People: Impact so far

  • 70% of respondents said they are thinking of leaving the UK because of Brexit in a Prospect member survey of 650 EU nationals working in the UK. 
  • 47% of British Heart Foundation funded researchers are ‘more likely’ to take up a post outside the UK than before the vote to leave the EU, rising to 80% for non-UK EU nationals .
  • Organisations have started to see a decline in the flow of talent from the EU to the UK, noting that the best candidates are harder to attract.
    • In 2017, the proportion of EEA researchers applying to Wellcome’s early career research schemes fell by 14%. 
    • UCL had no applications from the EU in 2017 for their Life and Medical Sciences research excellence fellowships that offer three years’ salary and £50,000 of research funds. In previous years, EU nationals made up approximately a third of applicants.
    • Major science funders, including Wellcome Trust, British Heart Foundation and Cancer Research UK, report instances of candidates for prestigious research fellowships and funding turning down the opportunity citing uncertainty due to Brexit as a key factor.

Funding: Impact so far

  • Until 2016 the UK had the highest number of Horizon2020 project leads and the highest value associated with those projects. The UK now has dropped to second behind Germany on the value of Horizon 2020 projects it leads, having lead until 2016.
  • Since September 2016, UK businesses’ share in Horizon 2020 funding has fallen from 12.4% of total business investment to 11.1% in September 2017, meaning UK business dropped from the second highest recipients, behind Germany, to the fifth highest . 

Background information

People

  • 86% of the British public want to increase or maintain levels of immigration of scientists and engineers.

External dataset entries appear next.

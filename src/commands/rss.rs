//! The `rss` command: feed watching and fan-out posting

use anyhow::Result;
use chrono::Utc;
use std::time::Duration;
use tracing::info;

use crate::config::Config;
use crate::models::Platform;
use crate::platforms::{build_posters, Poster};
use crate::rss::RssWatcher;
use crate::storage::StateStore;

/// Run the RSS watcher: one cycle with `once`, otherwise poll forever
pub async fn watch(config: Config, once: bool) -> Result<()> {
    config.validate()?;

    let store = StateStore::new(&config.state_dir)?;
    let posters = rss_posters(&config);
    let poll_interval = Duration::from_secs(config.rss.poll_interval_minutes * 60);

    let mut watcher = RssWatcher::new(config.rss.clone(), &config.http, store, posters)?;

    if once {
        let outcome = watcher.run_once(Utc::now()).await?;
        info!(
            eligible = outcome.eligible,
            posted = outcome.posted_guid.as_deref().unwrap_or("none"),
            "RSS cycle complete"
        );
        // A detached stagger task would die with the process in one-shot mode
        if let Some(handle) = outcome.stagger_handle {
            let _ = handle.await;
        }
        return Ok(());
    }

    info!(
        interval_minutes = config.rss.poll_interval_minutes,
        "RSS watcher started"
    );

    loop {
        let outcome = watcher.run_once(Utc::now()).await?;
        if let Some(guid) = &outcome.posted_guid {
            info!(guid = %guid.chars().take(50).collect::<String>(), "Cycle handed off an item");
        }

        tokio::select! {
            _ = tokio::time::sleep(poll_interval) => {}
            _ = tokio::signal::ctrl_c() => {
                info!("Interrupt received, stopping RSS watcher");
                return Ok(());
            }
        }
    }
}

/// Platform adapters enabled for RSS fan-out
///
/// An adapter is used only when both its platform credentials are configured
/// and the RSS config enables that platform.
fn rss_posters(config: &Config) -> Vec<std::sync::Arc<dyn Poster>> {
    let enabled: Vec<Platform> = config.rss.enabled_platforms();
    build_posters(config)
        .into_iter()
        .filter(|poster| enabled.contains(&poster.platform()))
        .collect()
}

Only 18% of Leave-voters want migration of scientists and engineers to decrease . 
  • 28% of academic staff in UK universities are non-UK nationals (16% EU and 12% non-EU)  
  • International movement is a feature of academic researchers’ careers - 72% of UK-based scientists spent time at non-UK institutions between 1996 and 2015 .
  • In London, 20% of workers in Tech are EEA nationals and 30% of digital technology start-up founders were born overseas 

Funding

  • The UK Government has committed to a long-term target of combined public and private investment in R&D reaching 3% of GDP, with an initial target of 2.4% by 2027 
  • GERD 2016: public and private R&D spend is 1.67% of GDP on R&D (£33.1bn), OECD average is 2.35% (UK public expenditure is 0.46% of GDP compared to EU15 average of 0.66%)
  • Horizon 2020 is the current EU framework programme (FP) for research and innovation (2014-2020). Government has confirmed continued UK participation until its closure. FPs enable organisations across Europe and wider (inc. businesses and universities) to apply for funding and work together under agreed terms. FP7 ran from 2007-13 and FP9 (2021-27) being developed.
  • Nearly a fifth of all EU money received by the UK is for R&D. 
  • The UK is a net contributor to the EU, but it is a net receiver of EU funding for research. In FP7, the UK was a net beneficiary of EU research funding, paying in €5.4bn and receiving €8.8bn between 2007-2013 – a net gain of €3.4bn over the period . Only £3.5bn has been allocated to non-member states in the last decade .
  • Some areas of the UK are more dependent than others on EU funding i.e. the South West, North West, Scotland and Wales .
  • UK-based researchers most frequently collaborate with scientists from the US, with EU countries making up the rest of the top five . 
  • 60% of the UK’s internationally co-authored papers are with EU partners.